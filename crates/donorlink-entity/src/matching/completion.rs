//! Completion attestation submitted by the recipient.

use chrono::NaiveDate;
use serde::{Deserialize, Serialize};
use validator::Validate;

/// Details the recipient supplies when confirming physical receipt.
///
/// Serialized as the body of `confirm-completion`.
#[derive(Debug, Clone, PartialEq, Serialize, Deserialize, Validate)]
#[serde(rename_all = "camelCase")]
pub struct CompletionDetails {
    /// Date the donation was received. Required at submission.
    pub received_date: Option<NaiveDate>,
    /// Free-text notes about the handover.
    pub notes: String,
    /// Optional 1–5 rating of the experience.
    #[validate(range(min = 1, max = 5))]
    #[serde(skip_serializing_if = "Option::is_none")]
    pub rating: Option<u8>,
    /// Hospital where the handover happened.
    #[validate(length(max = 200))]
    #[serde(skip_serializing_if = "Option::is_none")]
    pub hospital_name: Option<String>,
}

impl CompletionDetails {
    /// Completion details with the required fields.
    pub fn new(received_date: NaiveDate, notes: impl Into<String>) -> Self {
        Self {
            received_date: Some(received_date),
            notes: notes.into(),
            rating: None,
            hospital_name: None,
        }
    }

    /// Attach a rating.
    #[must_use]
    pub fn with_rating(mut self, rating: u8) -> Self {
        self.rating = Some(rating);
        self
    }

    /// Attach a hospital name.
    #[must_use]
    pub fn with_hospital(mut self, hospital: impl Into<String>) -> Self {
        self.hospital_name = Some(hospital.into());
        self
    }
}

#[cfg(test)]
mod tests {
    use super::*;

    #[test]
    fn test_rating_range_validation() {
        let date = NaiveDate::from_ymd_opt(2024, 5, 2).unwrap();
        assert!(CompletionDetails::new(date, "received").with_rating(5).validate().is_ok());
        assert!(CompletionDetails::new(date, "received").with_rating(0).validate().is_err());
        assert!(CompletionDetails::new(date, "received").with_rating(6).validate().is_err());
        assert!(CompletionDetails::new(date, "received").validate().is_ok());
    }

    #[test]
    fn test_wire_body_shape() {
        let date = NaiveDate::from_ymd_opt(2024, 5, 2).unwrap();
        let body = serde_json::to_value(
            CompletionDetails::new(date, "Received in good condition")
                .with_rating(4)
                .with_hospital("St. Mary"),
        )
        .unwrap();
        assert_eq!(body["receivedDate"], "2024-05-02");
        assert_eq!(body["notes"], "Received in good condition");
        assert_eq!(body["rating"], 4);
        assert_eq!(body["hospitalName"], "St. Mary");
    }
}
//! Lenient timestamp parsing for backend payloads.
//!
//! The backend emits a mix of RFC 3339 strings, zone-less local date-times
//! (interpreted as UTC), and epoch milliseconds depending on the endpoint.
//! Every timestamp field in this crate goes through these helpers.

use chrono::{DateTime, NaiveDateTime, TimeZone, Utc};
use serde::{Deserialize, Deserializer, Serializer};

#[derive(Deserialize)]
#[serde(untagged)]
enum RawTimestamp {
    Text(String),
    Millis(i64),
}

/// Parse a textual timestamp in any of the accepted forms.
pub fn parse_timestamp(raw: &str) -> Option<DateTime<Utc>> {
    if let Ok(dt) = DateTime::parse_from_rfc3339(raw) {
        return Some(dt.with_timezone(&Utc));
    }
    NaiveDateTime::parse_from_str(raw, "%Y-%m-%dT%H:%M:%S%.f")
        .or_else(|_| NaiveDateTime::parse_from_str(raw, "%Y-%m-%d %H:%M:%S%.f"))
        .ok()
        .map(|naive| Utc.from_utc_datetime(&naive))
}

fn from_raw<E: serde::de::Error>(raw: RawTimestamp) -> Result<DateTime<Utc>, E> {
    match raw {
        RawTimestamp::Text(text) => parse_timestamp(&text)
            .ok_or_else(|| E::custom(format!("unrecognized timestamp '{text}'"))),
        RawTimestamp::Millis(ms) => Utc
            .timestamp_millis_opt(ms)
            .single()
            .ok_or_else(|| E::custom(format!("timestamp out of range: {ms}"))),
    }
}

/// Serde adapter for required timestamps.
pub mod required {
    use super::*;

    /// Serialize as RFC 3339.
    pub fn serialize<S: Serializer>(value: &DateTime<Utc>, serializer: S) -> Result<S::Ok, S::Error> {
        serializer.serialize_str(&value.to_rfc3339())
    }

    /// Deserialize from any accepted form.
    pub fn deserialize<'de, D: Deserializer<'de>>(deserializer: D) -> Result<DateTime<Utc>, D::Error> {
        from_raw(RawTimestamp::deserialize(deserializer)?)
    }
}

/// Serde adapter for optional timestamps (`null` and absent map to `None`).
pub mod optional {
    use super::*;

    /// Serialize as RFC 3339 or `null`.
    pub fn serialize<S: Serializer>(
        value: &Option<DateTime<Utc>>,
        serializer: S,
    ) -> Result<S::Ok, S::Error> {
        match value {
            Some(dt) => serializer.serialize_some(&dt.to_rfc3339()),
            None => serializer.serialize_none(),
        }
    }

    /// Deserialize from any accepted form or `null`.
    pub fn deserialize<'de, D: Deserializer<'de>>(
        deserializer: D,
    ) -> Result<Option<DateTime<Utc>>, D::Error> {
        Option::<RawTimestamp>::deserialize(deserializer)?
            .map(from_raw)
            .transpose()
    }
}

#[cfg(test)]
mod tests {
    use super::*;
    use chrono::Timelike;

    #[test]
    fn test_parses_rfc3339_with_offset() {
        let dt = parse_timestamp("2024-03-01T12:00:00+02:00").expect("parse");
        assert_eq!(dt.hour(), 10);
    }

    #[test]
    fn test_parses_local_datetime_as_utc() {
        let dt = parse_timestamp("2024-03-01T12:00:00.123").expect("parse");
        assert_eq!(dt.hour(), 12);
        assert_eq!(dt.nanosecond(), 123_000_000);
    }

    #[test]
    fn test_rejects_garbage() {
        assert!(parse_timestamp("yesterday").is_none());
    }
}
//! Push channel configuration.

use std::time::Duration;

use serde::{Deserialize, Serialize};

/// Real-time (STOMP over WebSocket) notification channel configuration.
#[derive(Debug, Clone, Serialize, Deserialize)]
pub struct RealtimeConfig {
    /// WebSocket endpoint (the SockJS server's raw `/websocket` transport).
    #[serde(default = "default_ws_url")]
    pub ws_url: String,
    /// Per-user destination template; `{user_id}` is substituted.
    #[serde(default = "default_destination")]
    pub destination: String,
    /// Interval at which the client sends heartbeats, in milliseconds.
    #[serde(default = "default_heartbeat")]
    pub heartbeat_outgoing_ms: u64,
    /// Interval at which the client wants server heartbeats, in milliseconds.
    #[serde(default = "default_heartbeat")]
    pub heartbeat_incoming_ms: u64,
    /// Missing-heartbeat tolerance as a multiple of the negotiated incoming interval.
    #[serde(default = "default_grace_multiplier")]
    pub heartbeat_grace_multiplier: u32,
    /// Fixed delay between reconnect attempts, in milliseconds.
    #[serde(default = "default_reconnect_delay")]
    pub reconnect_delay_ms: u64,
    /// Capacity of the buffer between the socket loop and the store.
    #[serde(default = "default_event_buffer")]
    pub event_buffer_size: usize,
    /// CONNECT header carrying the caller's user id.
    #[serde(default = "default_user_id_header")]
    pub user_id_header: String,
}

impl RealtimeConfig {
    /// Destination for the given user.
    pub fn destination_for(&self, user_id: &str) -> String {
        self.destination.replace("{user_id}", user_id)
    }

    /// Reconnect delay as a [`Duration`].
    pub fn reconnect_delay(&self) -> Duration {
        Duration::from_millis(self.reconnect_delay_ms)
    }
}

impl Default for RealtimeConfig {
    fn default() -> Self {
        Self {
            ws_url: default_ws_url(),
            destination: default_destination(),
            heartbeat_outgoing_ms: default_heartbeat(),
            heartbeat_incoming_ms: default_heartbeat(),
            heartbeat_grace_multiplier: default_grace_multiplier(),
            reconnect_delay_ms: default_reconnect_delay(),
            event_buffer_size: default_event_buffer(),
            user_id_header: default_user_id_header(),
        }
    }
}

fn default_ws_url() -> String {
    "ws://localhost:8080/ws/websocket".to_string()
}

fn default_destination() -> String {
    "/user/{user_id}/queue/notifications".to_string()
}

fn default_heartbeat() -> u64 {
    4_000
}

fn default_grace_multiplier() -> u32 {
    2
}

fn default_reconnect_delay() -> u64 {
    5_000
}

fn default_event_buffer() -> usize {
    256
}

fn default_user_id_header() -> String {
    "X-User-Id".to_string()
}
//! Match lifecycle status enumeration.

use serde::{Deserialize, Serialize};
use std::fmt;

use super::party::Party;

/// Status of a match in the confirmation protocol.
#[derive(Debug, Clone, Copy, PartialEq, Eq, Hash, Serialize, Deserialize)]
#[serde(rename_all = "SCREAMING_SNAKE_CASE")]
pub enum MatchStatus {
    /// Proposed; neither party has confirmed.
    Pending,
    /// Only the donor has confirmed.
    DonorConfirmed,
    /// Only the recipient has confirmed.
    RecipientConfirmed,
    /// Both parties have confirmed.
    Confirmed,
    /// The recipient attested receipt.
    Completed,
    /// A party rejected the match.
    Rejected,
    /// The server let the match lapse.
    Expired,
    /// The donor side was cancelled server-side.
    CancelledByDonor,
    /// The recipient side was cancelled server-side.
    CancelledByRecipient,
}

impl MatchStatus {
    /// Check if no further client-initiated transition is legal.
    pub fn is_terminal(&self) -> bool {
        matches!(
            self,
            Self::Completed
                | Self::Rejected
                | Self::Expired
                | Self::CancelledByDonor
                | Self::CancelledByRecipient
        )
    }

    /// Check if the match is still open for client actions.
    pub fn is_active(&self) -> bool {
        !self.is_terminal()
    }

    /// Check if at least one party has confirmed and the match is still open.
    pub fn has_confirmation(&self) -> bool {
        matches!(
            self,
            Self::DonorConfirmed | Self::RecipientConfirmed | Self::Confirmed
        )
    }

    /// Status after exactly `party` (and not the other side) has confirmed.
    pub fn confirmed_by(party: Party) -> Self {
        match party {
            Party::Donor => Self::DonorConfirmed,
            Party::Recipient => Self::RecipientConfirmed,
        }
    }

    /// Status after `party`'s side was cancelled server-side.
    pub fn cancelled_by(party: Party) -> Self {
        match party {
            Party::Donor => Self::CancelledByDonor,
            Party::Recipient => Self::CancelledByRecipient,
        }
    }

    /// Short human-readable label.
    pub fn label(&self) -> &'static str {
        match self {
            Self::Pending => "Awaiting confirmation",
            Self::DonorConfirmed => "Donor confirmed",
            Self::RecipientConfirmed => "Recipient confirmed",
            Self::Confirmed => "Confirmed by both",
            Self::Completed => "Completed",
            Self::Rejected => "Rejected",
            Self::Expired => "Expired",
            Self::CancelledByDonor => "Cancelled by donor",
            Self::CancelledByRecipient => "Cancelled by recipient",
        }
    }

    /// Return the status as the backend spells it.
    pub fn as_str(&self) -> &'static str {
        match self {
            Self::Pending => "PENDING",
            Self::DonorConfirmed => "DONOR_CONFIRMED",
            Self::RecipientConfirmed => "RECIPIENT_CONFIRMED",
            Self::Confirmed => "CONFIRMED",
            Self::Completed => "COMPLETED",
            Self::Rejected => "REJECTED",
            Self::Expired => "EXPIRED",
            Self::CancelledByDonor => "CANCELLED_BY_DONOR",
            Self::CancelledByRecipient => "CANCELLED_BY_RECIPIENT",
        }
    }
}

impl fmt::Display for MatchStatus {
    fn fmt(&self, f: &mut fmt::Formatter<'_>) -> fmt::Result {
        write!(f, "{}", self.as_str())
    }
}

══════

### What you will do
Your task is to transcribe, with no changes, only the lines of the listing above that lie between the line holding "fn default_ws_url() ->" and the line holding "pub enum MatchStatus", inclusive.

### Problem solution
fn default_ws_url() -> String {
    "ws://localhost:8080/ws/websocket".to_string()
}

fn default_destination() -> String {
    "/user/{user_id}/queue/notifications".to_string()
}

fn default_heartbeat() -> u64 {
    4_000
}

fn default_grace_multiplier() -> u32 {
    2
}

fn default_reconnect_delay() -> u64 {
    5_000
}

fn default_event_buffer() -> usize {
    256
}

fn default_user_id_header() -> String {
    "X-User-Id".to_string()
}
//! Match lifecycle status enumeration.

use serde::{Deserialize, Serialize};
use std::fmt;

use super::party::Party;

/// Status of a match in the confirmation protocol.
#[derive(Debug, Clone, Copy, PartialEq, Eq, Hash, Serialize, Deserialize)]
#[serde(rename_all = "SCREAMING_SNAKE_CASE")]
pub enum MatchStatus {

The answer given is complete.